The study found some of the basic thermal properties of these solid fuels, including chemical composition and heat values, and various heating factors affected syngas yields, he said. Syngas, a mixture of carbon monoxide, ethane and hydrogen, can be used as a substitute for natural gas. A solid by-product of the conversion process, tar, may also be used for fuel or other chemical products.
With limitations for growing bioenergy crops on land normally used for growing food, Ansley is looking to the vast supply of unwanted woody plants on rangelands as a possible energy source. The down side would be increased transportation costs, because of the trees lower biomass density. One option might be to develop small-scale, localized gasification facilities to convert the trees into usable bioenergy.
Right now, they are perceived as noxious plants that are detrimental to rangeland ecosystems, he said. Their removal and use as a bioenergy feedstock would improve ecosystem quality as well as services from these lands, such as increased income from livestock grazing.
With no available data regarding gasification of mesquite and juniper, Ansley said his teams objective was to determine the heating value of the two woods and obtain gasification performance data.
Mesquite and juniper can achieve standing biomass of 20 dry tons per acre, he said. Moisture content of these species is much lower than other woody feedstocks and this contributes to greater heating value and lower costs for drying the feedstock.
Mesquite and juniper samples were harvested from native rangeland areas near Vernon. The trees were multi-trunked, 10-12 feet tall with diameters ranging from 2-8 inches. Tree ring counts indicated that above-ground portions of these trees were 15-35 years old.
Basal stems and branches were passed through a wood chipper, he said. The chipped material was then passed through a motorized sieve system to separate into different particle sizes. Wood chips were then stored in cellulose bags and transferred to College Station for gasification trials.
The teams article is the first to report the heating content and syngases derived from these woods, as well as some potential yields and composition from gasification, Ansley said.
The heating value of redberry juniper wood was slightly higher than mesquite 8,849 Btu per pound compared to 8,653 Btu per pound, Ansley said. Both values are equivalent to medium grade subbituminous coal.
He said mesquite and juniper woods are better quality fuel than cattle manure biomass which has lower heating value, 5,520 Btu per pound, and much higher ash content, 14-45 percent compared to 1-2 percent in the wood.

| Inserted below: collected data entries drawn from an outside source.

//! Asynchronous socket operations
//!
//! Each primitive is a lazy sender. `start` checks the receiver's stop
//! token (a suspension point), then registers an operation body with
//! the reactor for the matching interest. The body retries its syscall
//! on every readiness notification: EAGAIN/EWOULDBLOCK/EINTR (plus
//! EALREADY for sends) keep it registered, success completes the value
//! channel, anything else completes the error channel with the errno.
//!
//! Buffers move through the value channel by ownership: a read returns
//! `(buffer, bytes_read)`, a write returns `(buffer, bytes_written)`.
//! Short writes are not retried here; the caller loops on the rest.

use crate::reactor::{Interest, ReactorShared};
use crate::socket::{Connection, ListeningSocket};
use opflow_core::error::OpError;
use opflow_core::op::{OpState, Receiver, Sender};
use opflow_http::{wire, Request, RequestParser, Response};

use std::os::unix::io::RawFd;
use std::sync::Arc;

/// Scratch size for request reads
const READ_CHUNK: usize = 4096;

fn last_errno() -> i32 {
    std::io::Error::last_os_error().raw_os_error().unwrap_or(0)
}

fn recv_retryable(errno: i32) -> bool {
    errno == libc::EAGAIN || errno == libc::EWOULDBLOCK || errno == libc::EINTR
}

fn send_retryable(errno: i32) -> bool {
    recv_retryable(errno) || errno == libc::EALREADY
}

// ── async_accept ──

/// Accept one connection from `listener`
///
/// The accepted descriptor is made nonblocking before it is emitted.
pub fn async_accept(reactor: &Arc<ReactorShared>, listener: &Arc<ListeningSocket>) -> AcceptSender {
    AcceptSender {
        reactor: reactor.clone(),
        listener: listener.clone(),
    }
}

pub struct AcceptSender {
    reactor: Arc<ReactorShared>,
    listener: Arc<ListeningSocket>,
}

impl Sender for AcceptSender {
    type Value = Connection;

    fn start<R>(self, recv: R)
    where
        R: Receiver<Value = Connection>,
    {
        if recv.stop_token().stop_requested() {
            recv.set_stopped();
            return;
        }
        let fd = self.listener.fd();
        self.reactor.submit_io(
            fd,
            Interest::Read,
            Box::new(AcceptOp {
                fd,
                _listener: self.listener,
                recv: Some(recv),
            }),
        );
    }
}

struct AcceptOp<R> {
    fd: RawFd,
    _listener: Arc<ListeningSocket>,
    recv: Option<R>,
}

impl<R> OpState for AcceptOp<R>
where
    R: Receiver<Value = Connection>,
{
    fn try_run(&mut self) -> bool {
        let rc = unsafe { libc::accept(self.fd, std::ptr::null_mut(), std::ptr::null_mut()) };
        if rc >= 0 {
            unsafe { libc::fcntl(rc, libc::F_SETFL, libc::O_NONBLOCK) };
            if let Some(recv) = self.recv.take() {
                recv.set_value(Connection::from_fd(rc));
            }
            return true;
        }
        let errno = last_errno();
        if recv_retryable(errno) {
            return false;
        }
        if let Some(recv) = self.recv.take() {
            recv.set_error(OpError::Syscall(errno));
        }
        true
    }

    fn set_stopped(mut self: Box<Self>) {
        if let Some(recv) = self.recv.take() {
            recv.set_stopped();
        }
    }
}

// ── async_read ──

/// Read once from `conn` into `buf`
///
/// Zero bytes read is a legitimate value: the peer half-closed.
pub fn async_read(
    reactor: &Arc<ReactorShared>,
    conn: &Arc<Connection>,
    buf: Box<[u8]>,
) -> ReadSender {
    ReadSender {
        reactor: reactor.clone(),
        conn: conn.clone(),
        buf,
    }
}

pub struct ReadSender {
    reactor: Arc<ReactorShared>,
    conn: Arc<Connection>,
    buf: Box<[u8]>,
}

impl Sender for ReadSender {
    type Value = (Box<[u8]>, usize);

    fn start<R>(self, recv: R)
    where
        R: Receiver<Value = (Box<[u8]>, usize)>,
    {
        if recv.stop_token().stop_requested() {
            recv.set_stopped();
            return;
        }
        let fd = self.conn.fd();
        self.reactor.submit_io(
            fd,
            Interest::Read,
            Box::new(ReadOp {
                fd,
                _conn: self.conn,
                buf: Some(self.buf),
                recv: Some(recv),
            }),
        );
    }
}

struct ReadOp<R> {
    fd: RawFd,
    _conn: Arc<Connection>,
    buf: Option<Box<[u8]>>,
    recv: Option<R>,
}

impl<R> OpState for ReadOp<R>
where
    R: Receiver<Value = (Box<[u8]>, usize)>,
{
    fn try_run(&mut self) -> bool {
        let Some(buf) = self.buf.as_mut() else {
            return true;
        };
        let rc = unsafe {
            libc::recv(
                self.fd,
                buf.as_mut_ptr() as *mut libc::c_void,
                buf.len(),
                libc::MSG_DONTWAIT,
            )
        };
        if rc >= 0 {
            let n = rc as usize;
            if let (Some(buf), Some(recv)) = (self.buf.take(), self.recv.take()) {
                recv.set_value((buf, n));
            }
            return true;
        }
        let errno = last_errno();
        if recv_retryable(errno) {
            return false;
        }
        if let Some(recv) = self.recv.take() {
            recv.set_error(OpError::Syscall(errno));
        }
        true
    }

    fn set_stopped(mut self: Box<Self>) {
        if let Some(recv) = self.recv.take() {
            recv.set_stopped();
        }
    }
}

// ── async_write ──

/// Write `data` to `conn` once
///
/// Completes with `(data, bytes_written)`; a short write is not
/// retried here.
pub fn async_write(
    reactor: &Arc<ReactorShared>,
    conn: &Arc<Connection>,
    data: Vec<u8>,
) -> WriteSender {
    WriteSender {
        reactor: reactor.clone(),
        conn: conn.clone(),
        data,
    }
}

pub struct WriteSender {
    reactor: Arc<ReactorShared>,
    conn: Arc<Connection>,
    data: Vec<u8>,
}

impl Sender for WriteSender {
    type Value = (Vec<u8>, usize);

    fn start<R>(self, recv: R)
    where
        R: Receiver<Value = (Vec<u8>, usize)>,
    {
        if recv.stop_token().stop_requested() {
            recv.set_stopped();
            return;
        }
        let fd = self.conn.fd();
        self.reactor.submit_io(
            fd,
            Interest::Write,
            Box::new(WriteOp {
                fd,
                _conn: self.conn,
                data: Some(self.data),
                recv: Some(recv),
            }),
        );
    }
}

struct WriteOp<R> {
    fd: RawFd,
    _conn: Arc<Connection>,
    data: Option<Vec<u8>>,
    recv: Option<R>,
}

impl<R> OpState for WriteOp<R>
where
    R: Receiver<Value = (Vec<u8>, usize)>,
{
    fn try_run(&mut self) -> bool {
        let Some(data) = self.data.as_ref() else {
            return true;
        };
        let rc = unsafe {
            libc::send(
                self.fd,
                data.as_ptr() as *const libc::c_void,
                data.len(),
                libc::MSG_DONTWAIT | libc::MSG_NOSIGNAL,
            )
        };
        if rc >= 0 {
            let n = rc as usize;
            if let (Some(data), Some(recv)) = (self.data.take(), self.recv.take()) {
                recv.set_value((data, n));
            }
            return true;
        }
        let errno = last_errno();
        if send_retryable(errno) {
            return false;
        }
        if let Some(recv) = self.recv.take() {
            recv.set_error(OpError::Syscall(errno));
        }
        true
    }

    fn set_stopped(mut self: Box<Self>) {
        if let Some(recv) = self.recv.take() {
            recv.set_stopped();
        }
    }
}

// ── read_request / write_response ──

/// Read a full HTTP request from `conn`
///
/// Reads packets as they arrive and feeds the streaming parser until a
/// request completes. A peer close before completion is a bad request;
/// a malformed request surfaces the parser's error.
pub fn read_request(reactor: &Arc<ReactorShared>, conn: &Arc<Connection>) -> ReadRequestSender {
    ReadRequestSender {
        reactor: reactor.clone(),
        conn: conn.clone(),
    }
}

pub struct ReadRequestSender {
    reactor: Arc<ReactorShared>,
    conn: Arc<Connection>,
}

impl Sender for ReadRequestSender {
    type Value = Request;

    fn start<R>(self, recv: R)
    where
        R: Receiver<Value = Request>,
    {
        if recv.stop_token().stop_requested() {
            recv.set_stopped();
            return;
        }
        let fd = self.conn.fd();
        self.reactor.submit_io(
            fd,
            Interest::Read,
            Box::new(ReadRequestOp {
                fd,
                _conn: self.conn,
                parser: RequestParser::new(),
                buf: vec![0u8; READ_CHUNK].into_boxed_slice(),
                recv: Some(recv),
            }),
        );
    }
}

struct ReadRequestOp<R> {
    fd: RawFd,
    _conn: Arc<Connection>,
    parser: RequestParser,
    buf: Box<[u8]>,
    recv: Option<R>,
}

impl<R> OpState for ReadRequestOp<R>
where
    R: Receiver<Value = Request>,
{
    fn try_run(&mut self) -> bool {
        loop {
            let rc = unsafe {
                libc::recv(
                    self.fd,
                    self.buf.as_mut_ptr() as *mut libc::c_void,
                    self.buf.len(),
                    libc::MSG_DONTWAIT,
                )
            };
            if rc < 0 {
                let errno = last_errno();
                if recv_retryable(errno) {
                    return false;
                }
                if let Some(recv) = self.recv.take() {
                    recv.set_error(OpError::Syscall(errno));
                }
                return true;
            }
            if rc == 0 {
                // Peer closed before the request completed
                if let Some(recv) = self.recv.take() {
                    recv.set_error(OpError::BadRequest);
                }
                return true;
            }
            match self.parser.feed(&self.buf[..rc as usize]) {
                Ok(Some(request)) => {
                    if let Some(recv) = self.recv.take() {
                        recv.set_value(request);
                    }
                    return true;
                }
                Ok(None) => continue,
                Err(err) => {
                    if let Some(recv) = self.recv.take() {
                        recv.set_error(err);
                    }
                    return true;
                }
            }
        }
    }

    fn set_stopped(mut self: Box<Self>) {
        if let Some(recv) = self.recv.take() {
            recv.set_stopped();
        }
    }
}

/// Serialize `resp` and write all of it to `conn`
///
/// Completes with the number of bytes written once the whole response
/// is on the wire.
pub fn write_response(
    reactor: &Arc<ReactorShared>,
    conn: &Arc<Connection>,
    resp: Response,
) -> WriteResponseSender {
    WriteResponseSender {
        reactor: reactor.clone(),
        conn: conn.clone(),
        resp,
    }
}

pub struct WriteResponseSender {
    reactor: Arc<ReactorShared>,
    conn: Arc<Connection>,
    resp: Response,
}

impl Sender for WriteResponseSender {
    type Value = usize;

    fn start<R>(self, recv: R)
    where
        R: Receiver<Value = usize>,
    {
        if recv.stop_token().stop_requested() {
            recv.set_stopped();
            return;
        }
        let fd = self.conn.fd();
        let data = wire::serialize(&self.resp);
        self.reactor.submit_io(
            fd,
            Interest::Write,
            Box::new(WriteResponseOp {
                fd,
                _conn: self.conn,
                data,
                written: 0,
                recv: Some(recv),
            }),
        );
    }
}

struct WriteResponseOp<R> {
    fd: RawFd,
    _conn: Arc<Connection>,
    data: Vec<u8>,
    written: usize,
    recv: Option<R>,
}

impl<R> OpState for WriteResponseOp<R>
where
    R: Receiver<Value = usize>,
{
    fn try_run(&mut self) -> bool {
        while self.written < self.data.len() {
            let rest = &self.data[self.written..];
            let rc = unsafe {
                libc::send(
                    self.fd,
                    rest.as_ptr() as *const libc::c_void,
                    rest.len(),
                    libc::MSG_DONTWAIT | libc::MSG_NOSIGNAL,
                )
            };
            if rc < 0 {
                let errno = last_errno();
                if send_retryable(errno) {
                    return false;
                }
                if let Some(recv) = self.recv.take() {
                    recv.set_error(OpError::Syscall(errno));
                }
                return true;
            }
            self.written += rc as usize;
        }
        if let Some(recv) = self.recv.take() {
            recv.set_value(self.written);
        }
        true
    }

    fn set_stopped(mut self: Box<Self>) {
        if let Some(recv) = self.recv.take() {
            recv.set_stopped();
        }
    }
}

The power plants typically prefer low nitrogen fuels so the U.S. Environmental Protection Agency-regulated pollutant nitrogen oxides can be minimized. As opposed to coal, mesquite and juniper contain very low amounts of nitrogen, about one-third to one-half of coal. Nitrogen content was slightly higher in mesquite than juniper, because mesquite is a legume that fixes its own nitrogen, Ansley said.
Wood chips of different sizes were combusted within a steel column that produced a range of temperatures from 400-2000 degrees. This caused various stages of wood decomposition and syngas yield, he said.
Syngas yield was comprised of nitrogen gas, carbon monoxide, carbon dioxide, hydrogen gas, oxygen, methane and ethane. Percentage gas composition varied between the wood types, but juniper had a slightly higher percentage of carbon monoxide and methane, while mesquite had higher percentages of nitrogen, carbon dioxide and ethane.
The heating value of syngases produced from these woods was slightly higher in juniper than mesquite, 1,482 Btu per pound compared to 1,275 Btu per pound, Ansley said. When nitrogen was removed from the gasifier, the heating value of syngases from both wood types more than doubled to about 3,575 Btu per pound and 3,261 Btu per pound for juniper and mesquite, respectively.
Compared to pure methane, which served as a surrogate for natural gas, syngases from these woods reached almost 100-150 Btu per standard cubic foot, which is about 10-15 percent of the heating value of methane, he said. When nitrogen was removed, syngas heating value increased to 27 percent and 25.8 percent of methane heating value for juniper and mesquite, respectively.
Both wood types generated high-quality gas, but the juniper gas quality was slightly better than mesquite primarily due to lower nitrogen content and higher heating value, Ansley said.